Stored items
———

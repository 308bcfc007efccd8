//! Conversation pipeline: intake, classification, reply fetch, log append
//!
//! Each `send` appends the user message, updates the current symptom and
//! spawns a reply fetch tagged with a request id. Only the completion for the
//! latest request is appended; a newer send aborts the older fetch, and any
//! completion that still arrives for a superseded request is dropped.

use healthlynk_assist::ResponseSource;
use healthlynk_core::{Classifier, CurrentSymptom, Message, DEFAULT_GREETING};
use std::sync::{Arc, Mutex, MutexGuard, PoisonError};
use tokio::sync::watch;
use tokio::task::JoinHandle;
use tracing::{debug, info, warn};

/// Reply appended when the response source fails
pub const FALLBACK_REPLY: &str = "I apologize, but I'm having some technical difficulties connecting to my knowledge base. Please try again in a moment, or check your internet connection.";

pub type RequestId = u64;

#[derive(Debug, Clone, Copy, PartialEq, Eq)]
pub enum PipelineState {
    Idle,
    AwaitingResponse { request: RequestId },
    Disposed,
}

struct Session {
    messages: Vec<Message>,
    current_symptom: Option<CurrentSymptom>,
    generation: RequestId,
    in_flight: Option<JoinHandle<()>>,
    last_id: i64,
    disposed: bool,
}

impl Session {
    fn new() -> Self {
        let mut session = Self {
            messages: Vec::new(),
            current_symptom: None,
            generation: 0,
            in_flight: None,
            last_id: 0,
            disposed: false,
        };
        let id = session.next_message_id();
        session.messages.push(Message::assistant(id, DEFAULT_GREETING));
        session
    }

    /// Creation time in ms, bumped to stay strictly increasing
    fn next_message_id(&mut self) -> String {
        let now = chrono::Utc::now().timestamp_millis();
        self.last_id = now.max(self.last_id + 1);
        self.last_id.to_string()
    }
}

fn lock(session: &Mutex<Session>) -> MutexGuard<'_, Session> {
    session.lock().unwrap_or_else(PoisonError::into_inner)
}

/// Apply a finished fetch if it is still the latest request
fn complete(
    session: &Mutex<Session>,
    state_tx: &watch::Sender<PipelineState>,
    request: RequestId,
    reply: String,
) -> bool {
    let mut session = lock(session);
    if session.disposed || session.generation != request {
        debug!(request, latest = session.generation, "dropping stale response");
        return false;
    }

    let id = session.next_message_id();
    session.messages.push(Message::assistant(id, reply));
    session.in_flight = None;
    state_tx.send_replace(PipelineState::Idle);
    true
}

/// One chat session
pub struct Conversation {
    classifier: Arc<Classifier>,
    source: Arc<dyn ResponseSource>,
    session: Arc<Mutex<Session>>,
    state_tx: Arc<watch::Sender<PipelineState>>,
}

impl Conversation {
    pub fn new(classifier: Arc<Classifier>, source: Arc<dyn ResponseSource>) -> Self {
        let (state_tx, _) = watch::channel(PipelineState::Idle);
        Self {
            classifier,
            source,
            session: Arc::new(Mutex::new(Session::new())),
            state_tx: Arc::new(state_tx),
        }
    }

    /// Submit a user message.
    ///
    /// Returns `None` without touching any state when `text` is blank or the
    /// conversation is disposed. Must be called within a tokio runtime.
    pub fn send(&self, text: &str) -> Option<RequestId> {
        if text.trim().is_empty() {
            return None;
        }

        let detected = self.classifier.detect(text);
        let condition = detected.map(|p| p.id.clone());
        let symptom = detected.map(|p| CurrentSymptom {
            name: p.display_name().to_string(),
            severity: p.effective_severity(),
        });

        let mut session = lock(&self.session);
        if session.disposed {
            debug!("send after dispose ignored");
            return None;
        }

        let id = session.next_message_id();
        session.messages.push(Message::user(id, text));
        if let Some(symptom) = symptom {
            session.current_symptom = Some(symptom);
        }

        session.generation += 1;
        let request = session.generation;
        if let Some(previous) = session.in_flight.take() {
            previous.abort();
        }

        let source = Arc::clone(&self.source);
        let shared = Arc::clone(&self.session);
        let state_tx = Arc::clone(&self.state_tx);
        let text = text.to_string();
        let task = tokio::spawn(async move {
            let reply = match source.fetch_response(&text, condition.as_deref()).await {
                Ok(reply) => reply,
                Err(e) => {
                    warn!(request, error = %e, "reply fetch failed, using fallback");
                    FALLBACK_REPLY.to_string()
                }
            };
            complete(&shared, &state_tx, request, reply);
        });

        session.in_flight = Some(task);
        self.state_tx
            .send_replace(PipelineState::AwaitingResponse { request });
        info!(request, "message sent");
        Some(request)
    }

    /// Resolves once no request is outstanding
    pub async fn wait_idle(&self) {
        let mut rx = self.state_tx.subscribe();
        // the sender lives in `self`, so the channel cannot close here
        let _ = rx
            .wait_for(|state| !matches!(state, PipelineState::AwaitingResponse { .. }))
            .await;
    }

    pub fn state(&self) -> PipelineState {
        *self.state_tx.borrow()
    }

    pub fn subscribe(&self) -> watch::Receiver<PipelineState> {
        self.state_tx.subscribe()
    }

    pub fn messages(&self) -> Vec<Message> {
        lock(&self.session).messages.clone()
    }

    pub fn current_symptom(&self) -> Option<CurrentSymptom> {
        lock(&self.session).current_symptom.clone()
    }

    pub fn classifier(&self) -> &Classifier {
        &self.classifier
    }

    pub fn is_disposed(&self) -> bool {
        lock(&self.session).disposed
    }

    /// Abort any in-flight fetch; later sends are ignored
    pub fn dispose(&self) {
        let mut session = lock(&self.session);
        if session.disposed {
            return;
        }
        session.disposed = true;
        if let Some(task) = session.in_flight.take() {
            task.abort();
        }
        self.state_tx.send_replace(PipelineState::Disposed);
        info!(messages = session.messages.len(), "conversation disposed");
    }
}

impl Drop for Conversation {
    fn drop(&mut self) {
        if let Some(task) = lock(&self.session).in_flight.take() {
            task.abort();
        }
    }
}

———

▶ Assigned task
Beginning at the opening line of the data, transcribe each line exactly until you reach the line with "response source fails", which you also include, and go no further.

▶ Exercise solution
repository 308bcfc007efccd8
//! Conversation pipeline: intake, classification, reply fetch, log append
//!
//! Each `send` appends the user message, updates the current symptom and
//! spawns a reply fetch tagged with a request id. Only the completion for the
//! latest request is appended; a newer send aborts the older fetch, and any
//! completion that still arrives for a superseded request is dropped.

use healthlynk_assist::ResponseSource;
use healthlynk_core::{Classifier, CurrentSymptom, Message, DEFAULT_GREETING};
use std::sync::{Arc, Mutex, MutexGuard, PoisonError};
use tokio::sync::watch;
use tokio::task::JoinHandle;
use tracing::{debug, info, warn};

/// Reply appended when the response source fails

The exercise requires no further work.